Penjelasan Advokat Tota Agus Setyawan Agar Aman Menghadapi DC di Jalan
WARTAJOGJA.ID - Aksi pencegatan kendaraan bermotor oleh penagih utang atau debt collector (DC) di jalanan, atau yang sering disebut 'mata elang', masih kerap terjadi dan meresahkan masyarakat. Tak jarang, aksi ini berujung pada tindakan kekerasan dan perampasan paksa kendaraan secara ilegal.
Fenomena tersebut mendapatkan respons dari advokat Tota Agus Setyawan, C.MK., C.Neg, seorang Konsultan Hukum dan Bisnisman.
Berangkat dari peristiwa-peristiwa yang terjadi dan dialami masyarakat, dirinya yang juga menjabat sebagai Direktur Lembaga Bantuan Hukum (LBH) Mulya Yudha ini, ingin membagikan langkah taktis awal sangat yang diperlukan untuk mengamankan diri serta menjaga hak-hak konsumen sebelum bantuan atau pihak berwajib tiba di lokasi.

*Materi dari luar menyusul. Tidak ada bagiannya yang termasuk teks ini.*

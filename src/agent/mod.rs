// src/agent/mod.rs

//! Agent collaborator boundary.
//!
//! The agent runs next to a deployed service instance and executes
//! backup/restore primitives. The orchestrator only talks to it through the
//! [`Agent`] trait; the concrete transport (domain socket, HTTP) lives
//! outside this crate. Tests provide their own implementation.

use std::fmt;

use async_trait::async_trait;
use chrono::{DateTime, Utc};
use thiserror::Error;

use crate::deployment::DeploymentName;
use crate::mask::Params;
use crate::operation::OperationState;
use crate::stream::Channel;
use crate::types::OperationKind;

/// Where an agent can be reached. Resolved once per operation and cached.
#[derive(Debug, Clone, PartialEq, Eq, Hash)]
pub struct AgentAddress(String);

impl AgentAddress {
    pub fn new(address: impl Into<String>) -> Self {
        Self(address.into())
    }

    pub fn as_str(&self) -> &str {
        &self.0
    }
}

impl fmt::Display for AgentAddress {
    fn fmt(&self, f: &mut fmt::Formatter<'_>) -> fmt::Result {
        f.write_str(&self.0)
    }
}

/// Snapshot of the agent's last operation.
#[derive(Debug, Clone, PartialEq, Eq)]
pub struct AgentOperationStatus {
    pub state: OperationState,
    pub stage: Option<String>,
    pub updated_at: Option<DateTime<Utc>>,
}

/// One captured output line.
#[derive(Debug, Clone, PartialEq, Eq)]
pub struct LogLine {
    pub channel: Channel,
    pub line: String,
}

impl LogLine {
    pub fn stdout(line: impl Into<String>) -> Self {
        Self {
            channel: Channel::Stdout,
            line: line.into(),
        }
    }

    pub fn stderr(line: impl Into<String>) -> Self {
        Self {
            channel: Channel::Stderr,
            line: line.into(),
        }
    }
}

/// Acknowledgement of an abort request.
#[derive(Debug, Clone, Copy, PartialEq, Eq, Default)]
pub struct AbortAck {
    /// The agent stopped the job before replying.
    pub completed: bool,
}

#[derive(Error, Debug, Clone, PartialEq, Eq)]
pub enum AgentError {
    /// Transport failure or the agent is busy; worth retrying.
    #[error("agent unreachable: {0}")]
    Unreachable(String),

    /// The agent refused the request.
    #[error("agent rejected request: {0}")]
    Rejected(String),

    /// The agent answered with something we could not interpret.
    #[error("agent protocol error: {0}")]
    Protocol(String),
}

impl AgentError {
    pub fn is_transient(&self) -> bool {
        matches!(self, AgentError::Unreachable(_))
    }
}

/// Operations the orchestrator consumes from an agent.
#[async_trait]
pub trait Agent: Send + Sync {
    /// Find the agent serving `deployment`.
    async fn resolve_address(&self, deployment: &DeploymentName)
        -> Result<AgentAddress, AgentError>;

    /// Version string reported by the agent, e.g. `"1.2.0"`.
    async fn version(&self, address: &AgentAddress) -> Result<String, AgentError>;

    async fn start(
        &self,
        address: &AgentAddress,
        kind: OperationKind,
        params: &Params,
    ) -> Result<(), AgentError>;

    async fn last_operation(
        &self,
        address: &AgentAddress,
        kind: OperationKind,
    ) -> Result<AgentOperationStatus, AgentError>;

    /// Ordered output of the last operation.
    async fn logs(&self, address: &AgentAddress, kind: OperationKind)
        -> Result<Vec<LogLine>, AgentError>;

    async fn abort(&self, address: &AgentAddress, kind: OperationKind)
        -> Result<AbortAck, AgentError>;
}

"Jangan takut dalam menghadapi penagih utang, DC nyegat di jalan itu sudah salah karena melanggar putusan MK Nomor 18/PUU-XVII/2019 yang dipertegas oleh Putusan MK Nomor 2/DU-XIX/2021," ucap Tota saat berbincang dengan wartawan, Kamis (10/9/2026).
Ia menegaskan, putusan MK Nomor 2/PUU-XIX/2021 mempertegas bahwa tata cara eksekusi jaminan fidusia dapat diajukan ke pengadilan negeri dengan standar prosedur yang berlaku sama seperti putusan pengadilan yang berkekuatan hukum tetap.
"Kreditur tidak boleh menarik atau mengeksekusi objek jaminan fidusia (seperti kendaraan) secara paksa jika debitur tidak mengakui adanya cidera janji (wanprestasi) atau keberatan menyerahkan barang secara sukarela,"jelas Tota, yang dikenal dengan Black Lawyer ini.
Sedikit edukasi buat masyarakat, ungkapnya, jika saat dalam perjalanan di tengah arus lalu lintas tiba-tiba dicegat penagih, jangan mudah terpancing emosi, dan pastikan posisi tetap berada di dalam kendaraan yang terkunci rapat (jika berada dalam mobil) guna mengantisipasi tindakan intimidasi fisik.
"Kalau kendaraan rekan-rekan tidak terindikasi macet cicilan/bukan kendaraan leasing alias bayar lunas dan DC mepet serta mengatakan kendaraan menunggak bayar, maka langsung saja berteriak begal/rampok/maling," ungkapnya.
Lalu, pertanyakan dokumen resmi legitimasi, penagihan di jalan tanpa prosedur resmi adalah tindakan ilegal.
"Tanya kan surat-surat para DC , seperti surat tugas dari perusahaan pihak ketiha, surat kuasa dari leasing, surat penarikan unit, surat putusan pengadilan tentang penarikan, fidusia asli bukan foto kopi, dan bukti angsuran yang menunggak dari nasabah," katanya.
Hal yang tak kalah penting, yakni merekam kejadian menggunakan ponselsebagai barang bukti jika terjadi intimidasi atau pemaksaan.Jangan mau menandatangani surat apa pun di tempat, terutama surat yang menyatakan untuk menyerahkan kendaraan secara sukarela. Dan segera laporkan kepada pihak Kepolisian.
"Tetap tenang dan video semua kejadian yang dialami baik itu intimidasi, perkataan verbal dan ancaman yang mau menyerang fisik, jangan segan-segan meminta bantuan rekan dan keluarga atau langsung melaporkan kepada Kepolisian," sambungnya.
Pihaknya saat ini juga telah membentuk kelompok masyarakat , dinamai Pagar Betis", yakni sebuah aliansi masyarakat anti DC, anti matel, dan anti premanisme yang didirikan di wilayah DIY. Mengusung visi misi " bersama, melindungi, menjaga masyarakat ".